01.02.07

On investments philosophy

Posted in Untagged, Investment at 8:22 pm by ngkaboon

I have recently cashed in some investments of over 5 years. I am sitting on some paper loss still. For the cash-in portion, I am mostly ahead.

I had a few misconceptions to my trading style. Basically, I follow a buy-and-hold strategy. In general, the strategy worked well, but the money allocation did not. If I had equally distributed my investments, I would have done better. I had most money in two stocks. One is doing okay and the other is down at least 70%. As a result, over the 5 years compound, even with discounted shares, I am only up about 2% per year. Good thing is that I did not lose that much of money but the bad thing is that 5 years have gone and I am pretty much where I started. From a timing perspective, I could not have done better, I started buying as the market loses steam and sold as the share market is hitting new peaks (and I only did 2% CAGR). The first misconception is the lack of money management/risk control. I subscribed to the Buffett-Fischer school of selecting very good stocks but the only problem is that I realized that given my time spent and the information available, there is no way I can be so accurate in picking the right stocks. As such, I need to adopt a money/risk management approach to buying stocks. More concretely, I need to be more distributed in my purchase. Putting it in two baskets is clearly not enough. I need more baskets. Having said that, I am still not a big fan of diversification and I still believe in picking a small pool and making sure this small pool do well as a whole.

Second, timing is of certain importance. For example, my global internet unit trust has lost money since my initial purchase and the fund was introduced after the internet stocks have gone down.
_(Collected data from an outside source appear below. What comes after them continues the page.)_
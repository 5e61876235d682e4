//! Picks the CLI version used to validate the generated artifacts.
//!
//! Precedence:
//! 1. a CLI already declared in the CLI bucket is left alone,
//! 2. the version configured on the declaration,
//! 3. the version of the first model library in the runtime bucket,
//! 4. [`DEFAULT_CLI_VERSION`](crate::DEFAULT_CLI_VERSION).
//!
//! Only the first model library counts when several are declared with
//! different versions.
//!
//! The configured version skips inference but never adds a second CLI next to
//! a declared one. At most one dependency is appended per pass.

use serde::Serialize;

use crate::core::{Dependency, ToolIdentity};
use crate::diagnostics::{Event, Sink};
use crate::error::WiringError;
use crate::project::Project;

/// How the CLI version was settled.
#[derive(Debug, Clone, PartialEq, Eq, Serialize)]
#[serde(tag = "source", rename_all = "camelCase")]
pub enum CliResolution {
    /// Declared by the user, nothing was added.
    Pinned { dependency: Dependency },
    /// Taken from the declaration.
    Overridden { dependency: Dependency },
    /// Taken from the model library.
    Detected { dependency: Dependency },
    /// Nothing to infer from, the default was used.
    Defaulted { dependency: Dependency },
}

impl CliResolution {
    /// The CLI dependency in effect.
    pub fn dependency(&self) -> &Dependency {
        match self {
            CliResolution::Pinned { dependency }
            | CliResolution::Overridden { dependency }
            | CliResolution::Detected { dependency }
            | CliResolution::Defaulted { dependency } => dependency,
        }
    }

    pub fn version(&self) -> &str {
        &self.dependency().version
    }

    /// Whether a dependency was appended to the CLI bucket.
    pub fn is_added(&self) -> bool {
        !matches!(self, CliResolution::Pinned { .. })
    }
}

/// Makes sure the CLI bucket requests a CLI, inferring the version if the
/// user didn't pin one. Appends at most one dependency.
pub fn add_cli_dependencies<P, S>(
    project: &mut P,
    identity: &ToolIdentity,
    version_override: Option<&str>,
    sink: &mut S,
) -> Result<CliResolution, WiringError>
where
    P: Project + ?Sized,
    S: Sink + ?Sized,
{
    project.ensure_bucket(&identity.cli_bucket);

    let pinned = project
        .dependencies(&identity.cli_bucket)
        .unwrap_or_default()
        .iter()
        .find(|dependency| dependency.matches(&identity.cli))
        .cloned();

    if let Some(dependency) = pinned {
        sink.emit(Event::CliPinned {
            dependency: dependency.clone(),
        });
        return Ok(CliResolution::Pinned { dependency });
    }

    let resolution = match version_override {
        Some(version) => {
            sink.emit(Event::CliVersionOverridden {
                version: version.to_string(),
            });
            CliResolution::Overridden {
                dependency: cli_dependency(identity, version)?,
            }
        }
        None => match detect_model_version(&*project, identity)? {
            Some(version) => {
                sink.emit(Event::CliVersionDetected {
                    version: version.clone(),
                });
                CliResolution::Detected {
                    dependency: cli_dependency(identity, &version)?,
                }
            }
            None => {
                sink.emit(Event::CliVersionDefaulted {
                    version: identity.default_version.clone(),
                });
                CliResolution::Defaulted {
                    dependency: cli_dependency(identity, &identity.default_version)?,
                }
            }
        },
    };

    let dependency = resolution.dependency().clone();
    project.add_dependency(&identity.cli_bucket, dependency.clone())?;
    sink.emit(Event::DependencyAdded {
        bucket: identity.cli_bucket.clone(),
        dependency,
    });

    Ok(resolution)
}

/// Version of the first model library in the runtime bucket.
fn detect_model_version<P>(
    project: &P,
    identity: &ToolIdentity,
) -> Result<Option<String>, WiringError>
where
    P: Project + ?Sized,
{
    let runtime = project
        .dependencies(&identity.runtime_bucket)
        .ok_or_else(|| WiringError::MissingBucket(identity.runtime_bucket.clone()))?;

    Ok(runtime
        .iter()
        .find(|dependency| dependency.matches(&identity.model))
        .map(|dependency| dependency.version.clone()))
}

fn cli_dependency(identity: &ToolIdentity, version: &str) -> Result<Dependency, WiringError> {
    let version = version.trim();
    if version.is_empty() || version.contains(':') {
        return Err(WiringError::InvalidVersion {
            coordinates: identity.cli.to_string(),
            version: version.to_string(),
        });
    }

    Ok(identity.cli.at(version))
}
Therefore, it looks risky buying at a high or when the trend is moving down, because using the buy-and-hold strategy, it will take a long time to reach the break-even point. If I would to do this again, I would rather buy as it is going up, rather than going down. And I should persists my buying over down period rather than stop (because I had to get married and spend money elsewhere!).

Third, what worked well was my money market fund. Sure, the returns are most likely to be described as pathetic, but the fact that I saved $100 a month for 5 years resulted in a $7k savings. Imagine, if i have saved $200, the savings would be $14k and if I have saved $500, it would be $35K. For that matter, this investment worked so well that I am really better off saving a large pool of money in this type of money market fund and invest the money when the market is really doing bad, or as it is picking up from a bad spell.